Activity of ceftolozane/tazobactam, imipenem/relebactam and ceftazidime/avibactam against clinical Gram-negative isolates—SMART United States 2019–21
James A. Karlowsky, Sibylle Lob, Karri A. Bauer, John S. Esterly, Fakhar Siddiqui, Katherine Young, Mary Motyl, Daniel F. Sahm
Abstract
Abstract Background Ongoing national and international surveillance efforts are critical components of antimicrobial stewardship, resistance monitoring, and drug development programs. In this report, we summarize the results of ceftolozane/tazobactam, imipenem/relebactam, ceftazidime/avibactam and comparator agent testing against 10 509 Enterobacterales and 2524 Pseudomonas aeruginosa collected by USA clinical laboratories in 2019–21 as part of the SMART global surveillance programme. Methods MICs were determined by CLSI broth microdilution and interpreted using 2023 CLSI M100 breakpoints. Results Most Enterobacterales were ceftazidime/avibactam susceptible (>99%), meropenem susceptible (99%) and ceftolozane/tazobactam susceptible (94%). Non-Morganellaceae Enterobacterales were also highly susceptible to imipenem/relebactam (99%). Ceftolozane/tazobactam inhibited 94% of Escherichia coli and 89% of Klebsiella pneumoniae with ceftriaxone non-susceptible/non-carbapenem-resistant phenotypes.
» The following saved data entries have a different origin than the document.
// Parser configuration

use serde::{Deserialize, Serialize};

/// What to do with a chunk id, or a `LIST` type, the parser has no decoder for.
#[derive(Debug, Clone, Copy, PartialEq, Eq, Default, Serialize, Deserialize)]
#[serde(rename_all = "kebab-case")]
pub enum UnknownChunkPolicy {
    /// Fail the parse with `UnrecognizedChunk` (or `UnexpectedFormat` for a
    /// list type).
    #[default]
    Strict,
    /// Discard the payload and carry on with the next chunk.
    Skip,
}

/// Knobs for the RIFF walker.
///
/// Deserializes from a partial JSON object; missing keys keep their defaults.
#[derive(Debug, Clone, PartialEq, Eq, Serialize, Deserialize)]
#[serde(default)]
pub struct ParseOptions {
    pub unknown_chunks: UnknownChunkPolicy,
    /// Consume the pad byte after an odd-length chunk payload.
    pub pad_odd_chunks: bool,
    /// Deepest allowed `LIST` nesting below the top-level chunk list.
    pub max_depth: usize,
}

impl ParseOptions {
    pub const DEFAULT_MAX_DEPTH: usize = 8;

    pub fn permissive() -> Self {
        ParseOptions {
            unknown_chunks: UnknownChunkPolicy::Skip,
            ..Self::default()
        }
    }
}

impl Default for ParseOptions {
    fn default() -> Self {
        ParseOptions {
            unknown_chunks: UnknownChunkPolicy::Strict,
            pad_odd_chunks: true,
            max_depth: Self::DEFAULT_MAX_DEPTH,
        }
    }
}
Against P. aeruginosa, ceftolozane/tazobactam (97% susceptible) was more active than ceftazidime/avibactam (95%) and imipenem/relebactam (91%). MDR and difficult-to-treat resistance (DTR) phenotypes were identified in 13% and 7% of P. aeruginosa isolates, respectively. Ceftolozane/tazobactam remained active against 78% of MDR P. aeruginosa (13% and 23% higher than ceftazidime/avibactam and imipenem/relebactam, respectively) and against 74% of DTR P. aeruginosa (24% and 37% higher than ceftazidime/avibactam and imipenem/relebactam, respectively). Length of hospital stay at the time of specimen collection, ward type and infection type resulted in percent susceptible value differences of >5% across isolate demographic strata for some antimicrobial agent/pathogen combinations. Conclusions We conclude that in the USA, in 2019–21, carbapenem (meropenem) resistance remained uncommon in Enterobacterales and ceftolozane/tazobactam was more active than both ceftazidime/avibactam and imipenem/relebactam against P. aeruginosa.